My 9yo daughter and partner have an interesting relationship. They once went a whole day speaking to each other in a made up language only the two of them could understand. 

Another time, they spent an entire afternoon throwing water bombs across the backyard at each other. Or they will often venture out on local, early evening grocery store adventures, both dressed in onesies, with conversations going something like this,

9yo:            Have you ever been gay?

Partner:     Not that I’m aware. Why do you ask?

9yo:            I don’t know, just asking. What if I was born a fish?

Partner:    That would be pretty different wouldn’t it?

Or the most recurrent…

 9yo:           You’re weird. You’re the weirdest person I know.

Partner:     I like who I am and I like that you think I’m a bit weird. I like people who are weird and different. You and I have the most unique conversations, you come up with the most surprising stuff. 

I always knew it was going to be a challenge introducing my new partner to my children, especially the youngest, but two years later they’re almost inseparable. It’s not always easy, but It helps that my partner has always been surrounded by women, was raised by strong women, photographs women for a living and is all too happy to set up his studio for a keen 9yo who loves to dance and play dress ups.


images by Jody Pachniuk

One morning, after I’d dropped her older brothers to the train station, I came home to find the two of them in the bathroom, wrapping her hair around pencils then using a straightening iron “to give it some curl” for her pony. An ebay package arrived a few months back, two mannequin heads with extremely long hair, affectionately referred to as Emma and Hannah. Emma and Hannah are now part of the family. My partner purchased them with the sole intention of teaching himself how to “fish braid” under the instructional guise of a 9yo asking for fish braids to go to school. I wasn’t allowed to be a part of any of it.

More often than not, there are the carefully constructed powerpoint presentations. 30 minutes spent googling images to make a comprehensive, multi transitional “persuasive text” powerpoint presentation with effects, simply because she wants to convince him to take her to Harris Farm to buy seaweed for her lunchbox in the morning, or for the two of them to practise braiding hair…

“I will not be bossy and I will be patient.
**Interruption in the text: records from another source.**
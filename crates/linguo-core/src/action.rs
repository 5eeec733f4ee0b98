/*
[INPUT]:  Requests from callers and results from workflows
[OUTPUT]: Tagged-union actions with request/pending/fulfilled/rejected phases and phase matchers
[POS]:    Coordination layer - the only input the reducers accept
[UPDATE]: When adding async operations or transaction events
*/

use std::fmt;

use linguo_adapter::{Address, AppealSide, Dispute, Task, TaskId, TxHash, TxReceipt};
use rust_decimal::Decimal;
use uuid::Uuid;

use crate::error::ActionError;

/// Lifecycle phase of an async action.
#[derive(Debug, Clone, Copy, PartialEq, Eq, Hash)]
pub enum Phase {
    Pending,
    Fulfilled,
    Rejected,
}

impl fmt::Display for Phase {
    fn fmt(&self, f: &mut fmt::Formatter<'_>) -> fmt::Result {
        match self {
            Phase::Pending => f.write_str("pending"),
            Phase::Fulfilled => f.write_str("fulfilled"),
            Phase::Rejected => f.write_str("rejected"),
        }
    }
}

/// Async operation families.
#[derive(Debug, Clone, Copy, PartialEq, Eq, Hash)]
pub enum ActionKind {
    FetchTasks,
    FetchDisputeByTaskId,
    FundAppeal,
}

impl ActionKind {
    pub fn type_name(self) -> &'static str {
        match self {
            ActionKind::FetchTasks => "tasks/fetchByAccount",
            ActionKind::FetchDisputeByTaskId => "disputes/fetchByTaskId",
            ActionKind::FundAppeal => "disputes/fundAppeal",
        }
    }
}

/// Options forwarded to the transaction registration workflow.
#[derive(Debug, Clone, Copy, PartialEq, Eq)]
pub struct TxMeta {
    pub confirmations: u32,
}

#[derive(Debug, Clone, PartialEq, Eq)]
pub struct Meta {
    pub request_id: Uuid,
    pub tx: Option<TxMeta>,
}

impl Meta {
    pub fn new() -> Self {
        Self {
            request_id: Uuid::new_v4(),
            tx: None,
        }
    }

    pub fn with_tx(tx: TxMeta) -> Self {
        Self {
            tx: Some(tx),
            ..Self::new()
        }
    }

    /// Separate the transaction options from the rest of the metadata.
    pub fn split_tx(self) -> (Option<TxMeta>, Meta) {
        let Meta { request_id, tx } = self;
        (
            tx,
            Meta {
                request_id,
                tx: None,
            },
        )
    }
}

impl Default for Meta {
    fn default() -> Self {
        Self::new()
    }
}

#[derive(Debug, Clone, PartialEq)]
pub struct Envelope<P> {
    pub payload: P,
    pub meta: Meta,
}

impl<P> Envelope<P> {
    pub fn new(payload: P, meta: Meta) -> Self {
        Self { payload, meta }
    }
}

/// Rejection payload: the original request plus the error.
#[derive(Debug, Clone, PartialEq)]
pub struct Rejection<R> {
    pub request: R,
    pub error: ActionError,
}

/// A request followed by its lifecycle actions.
#[derive(Debug, Clone, PartialEq)]
pub enum AsyncAction<Req, Ok> {
    Requested(Envelope<Req>),
    Pending(Envelope<Req>),
    Fulfilled(Envelope<Ok>),
    Rejected(Envelope<Rejection<Req>>),
}

impl<Req, Ok> AsyncAction<Req, Ok> {
    /// `None` for the triggering request.
    pub fn phase(&self) -> Option<Phase> {
        match self {
            AsyncAction::Requested(_) => None,
            AsyncAction::Pending(_) => Some(Phase::Pending),
            AsyncAction::Fulfilled(_) => Some(Phase::Fulfilled),
            AsyncAction::Rejected(_) => Some(Phase::Rejected),
        }
    }

    pub fn meta(&self) -> &Meta {
        match self {
            AsyncAction::Requested(env) | AsyncAction::Pending(env) => &env.meta,
            AsyncAction::Fulfilled(env) => &env.meta,
            AsyncAction::Rejected(env) => &env.meta,
        }
    }

    pub fn error(&self) -> Option<&ActionError> {
        match self {
            AsyncAction::Rejected(env) => Some(&env.payload.error),
            _ => None,
        }
    }

    pub fn pending(request: Req, meta: Meta) -> Self {
        AsyncAction::Pending(Envelope::new(request, meta))
    }

    pub fn fulfilled(payload: Ok, meta: Meta) -> Self {
        AsyncAction::Fulfilled(Envelope::new(payload, meta))
    }

    pub fn rejected(request: Req, error: ActionError, meta: Meta) -> Self {
        AsyncAction::Rejected(Envelope::new(Rejection { request, error }, meta))
    }
}

#[derive(Debug, Clone, PartialEq, Eq)]
pub struct FetchTasks {
    pub account: Address,
}

#[derive(Debug, Clone, PartialEq)]
pub struct TasksFetched {
    pub account: Address,
    pub data: Vec<Task>,
}

#[derive(Debug, Clone, Copy, PartialEq, Eq)]
pub struct FetchDispute {
    pub task_id: TaskId,
}

#[derive(Debug, Clone, PartialEq)]
pub struct DisputeFetched {
    pub task_id: TaskId,
    pub data: Dispute,
}

/// A contribution to one side of the current appeal round.
#[derive(Debug, Clone, PartialEq, Eq)]
pub struct AppealFunding {
    pub task_id: TaskId,
    pub side: AppealSide,
    pub deposit: Decimal,
    pub account: Address,
}

/// Events emitted by the transaction registration workflow.
#[derive(Debug, Clone, PartialEq)]
pub enum TransactionAction {
    Registered { hash: TxHash, meta: Meta },
    Mined { receipt: TxReceipt, meta: Meta },
    Failed { hash: TxHash, error: ActionError, meta: Meta },
}

impl TransactionAction {
    pub fn hash(&self) -> &TxHash {
        match self {
            TransactionAction::Registered { hash, .. } | TransactionAction::Failed { hash, .. } => {
                hash
            }
            TransactionAction::Mined { receipt, .. } => &receipt.hash,
        }
    }
}

/// Every action the store and coordinator understand.
#[derive(Debug, Clone, PartialEq)]
pub enum Action {
    FetchTasks(AsyncAction<FetchTasks, TasksFetched>),
    FetchDisputeByTaskId(AsyncAction<FetchDispute, DisputeFetched>),
    FundAppeal(AsyncAction<AppealFunding, AppealFunding>),
    Transaction(TransactionAction),
}

impl Action {
    pub fn fetch_tasks(account: Address) -> Self {
        Action::FetchTasks(AsyncAction::Requested(Envelope::new(
            FetchTasks { account },
            Meta::new(),
        )))
    }

    pub fn fetch_dispute_by_task_id(task_id: TaskId) -> Self {
        Self::fetch_dispute_by_task_id_with_meta(task_id, Meta::new())
    }

    pub fn fetch_dispute_by_task_id_with_meta(task_id: TaskId, meta: Meta) -> Self {
        Action::FetchDisputeByTaskId(AsyncAction::Requested(Envelope::new(
            FetchDispute { task_id },
            meta,
        )))
    }

    pub fn fund_appeal(funding: AppealFunding, tx: TxMeta) -> Self {
        Action::FundAppeal(AsyncAction::Requested(Envelope::new(
            funding,
            Meta::with_tx(tx),
        )))
    }

    pub fn kind(&self) -> Option<ActionKind> {
        match self {
            Action::FetchTasks(_) => Some(ActionKind::FetchTasks),
            Action::FetchDisputeByTaskId(_) => Some(ActionKind::FetchDisputeByTaskId),
            Action::FundAppeal(_) => Some(ActionKind::FundAppeal),
            Action::Transaction(_) => None,
        }
    }

    pub fn phase(&self) -> Option<Phase> {
        match self {
            Action::FetchTasks(action) => action.phase(),
            Action::FetchDisputeByTaskId(action) => action.phase(),
            Action::FundAppeal(action) => action.phase(),
            Action::Transaction(_) => None,
        }
    }

    pub fn meta(&self) -> &Meta {
        match self {
            Action::FetchTasks(action) => action.meta(),
            Action::FetchDisputeByTaskId(action) => action.meta(),
            Action::FundAppeal(action) => action.meta(),
            Action::Transaction(
                TransactionAction::Registered { meta, .. }
                | TransactionAction::Mined { meta, .. }
                | TransactionAction::Failed { meta, .. },
            ) => meta,
        }
    }

    pub fn error(&self) -> Option<&ActionError> {
        match self {
            Action::FetchTasks(action) => action.error(),
            Action::FetchDisputeByTaskId(action) => action.error(),
            Action::FundAppeal(action) => action.error(),
            Action::Transaction(TransactionAction::Failed { error, .. }) => Some(error),
            Action::Transaction(_) => None,
        }
    }

    /// Task key of dispute actions.
    pub fn task_id(&self) -> Option<TaskId> {
        match self {
            Action::FetchDisputeByTaskId(action) => Some(match action {
                AsyncAction::Requested(env) | AsyncAction::Pending(env) => env.payload.task_id,
                AsyncAction::Fulfilled(env) => env.payload.task_id,
                AsyncAction::Rejected(env) => env.payload.request.task_id,
            }),
            Action::FundAppeal(action) => Some(match action {
                AsyncAction::Requested(env) | AsyncAction::Pending(env) => env.payload.task_id,
                AsyncAction::Fulfilled(env) => env.payload.task_id,
                AsyncAction::Rejected(env) => env.payload.request.task_id,
            }),
            _ => None,
        }
    }

    /// Account key of task list actions.
    pub fn account(&self) -> Option<&Address> {
        match self {
            Action::FetchTasks(action) => Some(match action {
                AsyncAction::Requested(env) | AsyncAction::Pending(env) => &env.payload.account,
                AsyncAction::Fulfilled(env) => &env.payload.account,
                AsyncAction::Rejected(env) => &env.payload.request.account,
            }),
            _ => None,
        }
    }

    /// Type string used in logs, e.g. `disputes/fetchByTaskId/rejected`.
    pub fn type_name(&self) -> String {
        match (self.kind(), self.phase(), self) {
            (Some(kind), Some(phase), _) => format!("{}/{}", kind.type_name(), phase),
            (Some(kind), None, _) => kind.type_name().to_string(),
            (None, _, Action::Transaction(TransactionAction::Registered { .. })) => {
                "transactions/registered".to_string()
            }
            (None, _, Action::Transaction(TransactionAction::Mined { .. })) => {
                "transactions/mined".to_string()
            }
            (None, _, _) => "transactions/failed".to_string(),
        }
    }
}

/// Matches any action of the given kinds in one lifecycle phase.
#[derive(Debug, Clone)]
pub struct AsyncMatcher {
    kinds: Vec<ActionKind>,
    phase: Phase,
}

impl AsyncMatcher {
    pub fn matches(&self, action: &Action) -> bool {
        action.phase() == Some(self.phase)
            && action.kind().is_some_and(|kind| self.kinds.contains(&kind))
    }
}

/// Build a matcher factory over a set of kinds, parameterised by phase.
pub fn match_any_async_type(kinds: &[ActionKind]) -> impl Fn(Phase) -> AsyncMatcher + '_ {
    move |phase| AsyncMatcher {
        kinds: kinds.to_vec(),
        phase,
    }
}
It looks very hard but to be honest it is one of the easiest things when you get the hang of it and if you don’t get it write tonight that’s totally ok. Please don’t say no straight away at least think about it”   


Just as I’ve kept my children’s artwork over the years, I’ve recorded so many of these moments in time on paper.  This simple reflection of a moment in my childrens’ lives will stop them in their tracks one day when they’re all grown up.


No great revelations. Just some diarised pages about what they used to do, or think or say at any given moment in their lives. And the power is not in what they were doing but rather that someone has bothered to record it. Nobody else is going to document a snippet of their lives, and as their Mum I couldn’t think of a more glorious gift to give. For me, a few sentences about a mundane, everyday moment in life from a forgotten day long ago has meaning, as do the pencil drawings, paintings and sketches that lay amongst them stored away in boxes. These are the things that speak the loudest.    

The point is, I’m going to make sure I find a way to make these moments I’ve witnessed last forever. If that means writing this blog, sharing it and at the same time immortalising it in text so I can treasure them forever, I’m all up for that. Because at the end of the day, the more we record, the more we document, the more we write….the more we remember.